Celebrate All Scientists: V. S. Ramachandran

Celebrate All Scientists

May is Asian American & Pacific Islander Heritage Month, and today LSC is celebrating V. S. Ramachandran!

Vilayanur Subramanian Ramachandran is a neuroscientist with unusual methods for studying the brain. These methods have led him to amazing discoveries that continue to save lives. He’s also an acclaimed science writer.

Ramachandran tries to rely less on advanced technology, using it only when necessary, and more on simple techniques. Ramachandran told Frontline Magazine:

“Intuition is what gets you started; then you need empirical studies... brain-imaging technology often lulls you into a false sense of having understood what's going on. So sometimes, not having technology - that's my own approach and that of some of my colleagues, we use it only when it's absolutely essential, just like medical diagnostics. We rely more on intuition in doing simple experiments, because if you rely on fancy medical imaging, you become less creative.”

The solutions Ramachandran devises to medical problems can be as low-tech as his approach. Ramachandran invented a technique called “Mirror Therapy.” This innovation came about after he noticed patterns in the data relating to phantom limb patients.

Many people with missing arms or legs experience sensations in the missing limb, referred to as phantom limbs.
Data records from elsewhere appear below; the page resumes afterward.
//! Application state management for the terminal Pomodoro timer.
//!
//! This module contains the TUI shell state and mode management wrapped
//! around the cycle store.

use chrono::{DateTime, Utc};

use crate::application::store::{CyclesStore, NewCycleData};

/// Represents the current mode of the application.
///
/// The application can be in different modes that determine how user input
/// is interpreted and what UI elements are displayed.
#[derive(Debug)]
pub enum AppMode {
    /// Normal mode - timer view, shortcuts available
    Normal,
    /// New-cycle form is open - user is typing a task and duration
    NewCycle,
    /// Help screen is displayed
    Help,
}

/// Field focus inside the new-cycle form.
#[derive(Debug, Clone, Copy, PartialEq, Eq)]
pub enum FormField {
    Task,
    Minutes,
}

/// Main application state containing the cycle store and UI state.
///
/// This structure holds all the data needed to render the terminal UI
/// and manage user interactions with the timer.
pub struct App {
    /// The cycle store (state, persistence, elapsed counter)
    pub store: CyclesStore,
    /// Current application mode
    pub mode: AppMode,
    /// Task label input buffer (new-cycle form)
    pub task_input: String,
    /// Duration-in-minutes input buffer (new-cycle form)
    pub minutes_input: String,
    /// Which form field currently has focus
    pub form_field: FormField,
    /// Cursor position within the focused input buffer
    pub cursor_position: usize,
    /// Temporary status message to display
    pub status_message: Option<String>,
    /// Scroll offset into the history list
    pub history_scroll: usize,
    /// Scroll position in help text
    pub help_scroll: usize,
}

impl App {
    pub fn new(store: CyclesStore) -> Self {
        Self {
            store,
            mode: AppMode::Normal,
            task_input: String::new(),
            minutes_input: String::new(),
            form_field: FormField::Task,
            cursor_position: 0,
            status_message: None,
            history_scroll: 0,
            help_scroll: 0,
        }
    }

    /// Seconds left on the active cycle's countdown, derived from the target
    /// duration and the latest elapsed count.
    pub fn remaining_seconds(&self) -> u64 {
        match self.store.active_cycle() {
            Some(active) => active
                .total_seconds()
                .saturating_sub(self.store.amount_seconds_passed()),
            None => 0,
        }
    }

    /// Opens the new-cycle form with the conventional 25-minute default.
    pub fn start_new_cycle_form(&mut self) {
        self.mode = AppMode::NewCycle;
        self.task_input.clear();
        self.minutes_input = "25".to_string();
        self.form_field = FormField::Task;
        self.cursor_position = 0;
        self.status_message = None;
    }

    /// Cancels the form and returns to normal mode without starting a cycle.
    pub fn cancel_new_cycle_form(&mut self) {
        self.mode = AppMode::Normal;
        self.task_input.clear();
        self.minutes_input.clear();
        self.form_field = FormField::Task;
        self.cursor_position = 0;
    }

    /// Submits the form and starts a new cycle.
    ///
    /// No validation happens here: a blank task is accepted and minutes that
    /// fail to parse become 0, which produces a cycle that finishes on the
    /// next tick.
    pub fn submit_new_cycle_form(&mut self) {
        let task = self.task_input.clone();
        let minutes_amount = self.minutes_input.trim().parse().unwrap_or(0);

        match self.store.create_new_cycle(NewCycleData {
            task: task.clone(),
            minutes_amount,
        }) {
            Ok(()) => {
                self.status_message = Some(format!("Started '{}' ({} min)", task, minutes_amount));
            }
            Err(error) => {
                self.status_message = Some(format!("Save failed: {}", error));
            }
        }

        self.mode = AppMode::Normal;
        self.task_input.clear();
        self.minutes_input.clear();
        self.form_field = FormField::Task;
        self.cursor_position = 0;
    }

    /// Interrupts the running cycle, if there is one.
    ///
    /// Guarded against a finished cycle still sitting behind the active
    /// pointer: finishing stamps the date without clearing the pointer, and a
    /// finished cycle must not pick up an interruption on top.
    pub fn interrupt_active_cycle(&mut self) {
        let Some(active) = self.store.active_cycle() else {
            return;
        };
        if active.is_terminal() {
            return;
        }
        let task = active.task.clone();

        match self.store.interrupt_current_cycle() {
            Ok(()) => {
                self.status_message = Some(format!("Interrupted '{}'", task));
            }
            Err(error) => {
                self.status_message = Some(format!("Save failed: {}", error));
            }
        }
    }

    /// One tick of the countdown: recomputes elapsed seconds from the wall
    /// clock and finishes the cycle once the target duration has passed.
    ///
    /// Terminal cycles are skipped, so the finish is stamped exactly once
    /// even though the active pointer keeps referring to the cycle afterwards.
    pub fn tick(&mut self, now: DateTime<Utc>) {
        let Some(active) = self.store.active_cycle() else {
            return;
        };
        if active.is_terminal() {
            return;
        }

        let task = active.task.clone();
        let total = active.total_seconds();
        let elapsed = active.elapsed_seconds_at(now);

        if elapsed >= total {
            self.store.set_seconds_passed(total);
            match self.store.mark_current_cycle_as_finished() {
                Ok(()) => {
                    self.status_message = Some(format!("Completed '{}'", task));
                }
                Err(error) => {
                    self.status_message = Some(format!("Save failed: {}", error));
                }
            }
        } else {
            self.store.set_seconds_passed(elapsed);
        }
    }

    /// Switches focus between the form fields, placing the cursor at the end
    /// of the newly focused buffer.
    pub fn switch_form_field(&mut self) {
        self.form_field = match self.form_field {
            FormField::Task => FormField::Minutes,
            FormField::Minutes => FormField::Task,
        };
        self.cursor_position = self.focused_input().len();
    }

    pub fn focused_input(&self) -> &String {
        match self.form_field {
            FormField::Task => &self.task_input,
            FormField::Minutes => &self.minutes_input,
        }
    }

    pub fn focused_input_mut(&mut self) -> &mut String {
        match self.form_field {
            FormField::Task => &mut self.task_input,
            FormField::Minutes => &mut self.minutes_input,
        }
    }

    pub fn scroll_history_up(&mut self) {
        self.history_scroll = self.history_scroll.saturating_sub(1);
    }

    pub fn scroll_history_down(&mut self) {
        if self.history_scroll + 1 < self.store.cycles().len() {
            self.history_scroll += 1;
        }
    }
}
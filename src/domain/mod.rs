pub mod models;
pub mod reducer;

pub use models::*;
pub use reducer::*;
In a small percentage of cases, those sensations can be painful, and the phantom limb can be “paralyzed,” meaning the patient feels the phantom limb is stuck and unable to move.

Data on these patients show that they’re more likely to experience this phantom paralysis – and often, the associated pain – if their limb was paralyzed before they lost it. This led Ramachandran’s team to wonder if this response was “learned” by the brain.

Their idea was that every time such a patient tried to move their limb, they see and feel it not moving, so they come to expect that it’s not going to move when they try. That expectation becomes stamped into the brain circuitry. Then, once the real limb is gone, that expectation is still there, hard-wired into the brain, which causes phantom limb paralysis.

To combat this, all you’d need to do is use mirrors! The team sets up mirrors to reflect, for example, a patient’s one good arm to make it look like there are two arms. Then, they tell the patient to try moving both arms at once. It would look to the patient like both arms had moved and thus create a new expectation: that when they tried to move their missing arm, it worked!

Besides treating phantom limb paralysis, mirror therapy is also used to treat hemiparesis – a condition in patients who’ve had a stroke which results in muscle weakness or partial paralysis on one side of the body.

Ramachandran continues to do research today, but he’s also a writer of multiple books on the topic. His book A Brief Tour of Human Consciousness: From Impostor Poodles to Purple Numbers is an excellent introduction to neuroscience for someone who knows nothing about the topic, and it also gives a fascinating account of his development of mirror therapy.